Chagas disease, caused by the parasite Trypanosoma cruzi, is a neglected illness that negatively impacts more than 300,000 people in the United States (US). In the southwestern United States, National Park Service employees live in close contact with triatomine bugs, the vectors of T. cruzi. Despite this potential exposure to these bugs, very little is known about NPS employee knowledge of Chagas disease and triatomine bugs, how they feel about Chagas disease, and what they do to prevent potential exposure to triatomine bugs. In order to assess their knowledge, attitudes, and practices, we distributed a survey across several southwestern national parks.

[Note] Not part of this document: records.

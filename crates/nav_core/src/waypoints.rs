//! Ordered destination points an agent visits in sequence.

use std::collections::VecDeque;

use serde::{Deserialize, Serialize};

use crate::error::{NavError, Result};
use crate::math::Vec2Fixed;

/// How a new move order combines with the queued waypoints.
#[derive(Debug, Clone, Copy, PartialEq, Eq, Hash, Default, Serialize, Deserialize)]
pub enum OrderMode {
    /// Drop queued waypoints and head for the new point.
    #[default]
    Replace,
    /// Visit the new point after the queued ones.
    Append,
}

/// FIFO queue of waypoints.
///
/// The front element is the agent's current steering target. No
/// deduplication or collision pre-checking is done on insert.
#[derive(Debug, Clone, Default, PartialEq, Eq, Serialize, Deserialize)]
pub struct WaypointQueue {
    points: VecDeque<Vec2Fixed>,
}

impl WaypointQueue {
    /// Create an empty queue.
    #[must_use]
    pub fn new() -> Self {
        Self::default()
    }

    /// Add a waypoint at the back.
    pub fn enqueue(&mut self, point: Vec2Fixed) {
        self.points.push_back(point);
    }

    /// Apply a move order.
    pub fn order(&mut self, point: Vec2Fixed, mode: OrderMode) {
        if mode == OrderMode::Replace {
            self.clear();
        }
        self.enqueue(point);
    }

    /// The current target.
    ///
    /// # Errors
    ///
    /// Returns `NavError::EmptyWaypointQueue` if there are no waypoints.
    pub fn peek(&self) -> Result<Vec2Fixed> {
        self.points.front().copied().ok_or(NavError::EmptyWaypointQueue)
    }

    /// Remove and return the current target.
    ///
    /// # Errors
    ///
    /// Returns `NavError::EmptyWaypointQueue` if there are no waypoints.
    pub fn dequeue(&mut self) -> Result<Vec2Fixed> {
        self.points.pop_front().ok_or(NavError::EmptyWaypointQueue)
    }

    /// Remove every waypoint.
    pub fn clear(&mut self) {
        self.points.clear();
    }

    /// Number of queued waypoints.
    #[must_use]
    pub fn len(&self) -> usize {
        self.points.len()
    }

    /// Check if the queue is empty.
    #[must_use]
    pub fn is_empty(&self) -> bool {
        self.points.is_empty()
    }

    /// Iterate front to back.
    pub fn iter(&self) -> impl Iterator<Item = &Vec2Fixed> {
        self.points.iter()
    }
}

impl Extend<Vec2Fixed> for WaypointQueue {
    fn extend<I: IntoIterator<Item = Vec2Fixed>>(&mut self, iter: I) {
        self.points.extend(iter);
    }
}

Photo by Kyle Glenn on Unsplash
Why is it important?
Our findings show high self-reported triatomine bug exposure in National Park Service (NPS) housing, despite high use of prevention behaviors. Additionally, NPS employees had low knowledge of Chagas disease (CD). For those with greater knowledge of CD, it was not associated with increased frequency of prevention behavior. We found that increased anxiety of CD was associated with increased personal agency to reduce the risk of CD. These results demonstrate the influence of knowledge and attitudes regarding CD on triatomine prevention behavior within a potential high-risk population in the US, and the importance of utilizing strategies beyond education to influence behaviors.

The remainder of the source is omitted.